Dalam hal ini Allah swt berfirman : “Bagi manusia ada malaikat-malaikat yang selalu mengikutinya bergiliran, di muka dan dibelakangnya, mereka menjaganya atas perintah Allah. Sesungguhnya Allah tidak mengubah keadaan sesuatu kaum sehingga mereka mengubah keadaan yang ada pada diri mereka sendiri. Dan apabila Allah menghendaki keburukan terhadap sesuatu kaum, maka tak ada yang dapat menolaknya; dan sekali-kali tak ada pelindung bagi mereka selain Dia”. (Q.S. Ar-Ra’ad :11)

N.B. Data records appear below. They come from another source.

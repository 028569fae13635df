use crate::config::Config;
use crate::errors::{AppError, AppResult};

use crate::cli::parser::Commands;
use crate::ui::messages::{error, success, warning};
use std::process::Command;

/// Handle the `config` subcommand
pub fn handle(cmd: &Commands, cfg: &Config) -> AppResult<()> {
    if let Commands::Config {
        print_config,
        edit_config,
        editor,
    } = cmd
    {
        let path = Config::config_file();

        if *print_config {
            println!("📄 Current configuration ({}):\n", path.display());
            let yaml = serde_yaml::to_string(cfg).map_err(|e| AppError::Config(e.to_string()))?;
            println!("{}", yaml);
        }

        if *edit_config {
            let default_editor = std::env::var("EDITOR")
                .or_else(|_| std::env::var("VISUAL"))
                .unwrap_or_else(|_| {
                    if cfg!(target_os = "windows") {
                        "notepad".to_string()
                    } else {
                        "nano".to_string()
                    }
                });

            let editor_to_use = editor.clone().unwrap_or_else(|| default_editor.clone());

            match Command::new(&editor_to_use).arg(&path).status() {
                Ok(s) if s.success() => {
                    success(format!("Configuration edited with '{}'", editor_to_use));
                }
                _ => {
                    warning(format!(
                        "Editor '{}' not available, falling back to '{}'",
                        editor_to_use, default_editor
                    ));

                    match Command::new(&default_editor).arg(&path).status() {
                        Ok(s) if s.success() => {
                            success(format!("Configuration edited with '{}'", default_editor));
                        }
                        _ => {
                            error(format!(
                                "Failed to edit configuration file using '{}'",
                                default_editor
                            ));
                        }
                    }
                }
            }
        }
    }

    Ok(())
}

Beberapa contoh takdir Mu’allaq antara lain adalah kekayaan, kepandaian, dan kesehatan. Orang yang meyakini takdir Allah, tidak boleh pasrah begitu saja kepada nasib karena Allah memberikan akal yang bisa membedakan mana yang baik dan mana yang buruk. Sebagai contoh, seorang siswa bercita-cita ingin menjadi guru. Untuk mencapai cita-citanya itu ia belajar dengan tekun. Akhirnya apa yang ia cita-citakan menjadi kenyataan.
Dalam syarah manusiab hadist Arba’in Nawawi dijelaskan bahwa takdir muallaq merupakan takdir yang tergantung yang dikelompokkan menjadi dua macam takdir:
a.       Takdir Dalam Lauhul Mahfuzd
Takdir yang ada dalam lauhul mahfuzd. Takdir ini mungkin dapat berubah.
b.      Takdir yang Diikuti Sebab Akibat
Takdir atas kehendak Allah SWT namun penyebab adanya takdir itu bisa dirubah dengan perbuatan-perbuatan manusia. Seperti dengan do’a dan usaha.

Apabila manusia itu berbuat kebaikan dan keburukan, hal ini timbul dari kesadaran sepenuhnya sebagai manusia yang bertanggung jawab atas tingkah laku perbuatannya. Maka kebaikan yang dilakukannya itu adalah sesuatu yang bermanfaat bagi dirinya. Sebaliknya bila ia berbuat kejahatan, maka perbuatan yang dilakukannya itu adalah salah.

2.      Takdir Mubram
Dalam bahasa Arab, mubram artinya sesuatu yang sudah pasti, tidak dapat dielakkan. Takdir Mubram adalah takdir yang pasti terjadi pada diri manusia dan tidak dapat diusahakan, tidak dapat untuk dielakkan atau tidak dapat ditawar. Takdir ini telah ditetapkan oleh Allah SWT dan manusia tidak mempunyai kesempatan untuk memilih atau mengubahnya.
Contoh takdir mubram antara lain :
a.       Waktu ajal seseorang tiba.
b.      Usia seseorang
c.       Jenis kelamin seseorang
d.      Warna darah yang merah
e.       Bumi mengelilingi matahari
f.       Bulan mengelilingi bumi

Seperti dijelaskan dalam syarah manusiab Hadist Arba’in Nawawi, takdir mubram dikelompokkan menjadi 2 (dua) yaitu :
a.       Takdir dalam Ilmu Allah SWT
Takdir ini tidak mungkin dapat berubah.
b. Takdir Dalam Kandungan
Takdir dalam kandungan, yaitu malaikat diperintahkan untuk mencatat rizki, umur, amal, dan celaka atau bahagia kah bayi yang ada dalam kandungan tersebut. Maka takdir ini termasuk dalam takdir yang tidak dapat dirubah yang telah digariskan.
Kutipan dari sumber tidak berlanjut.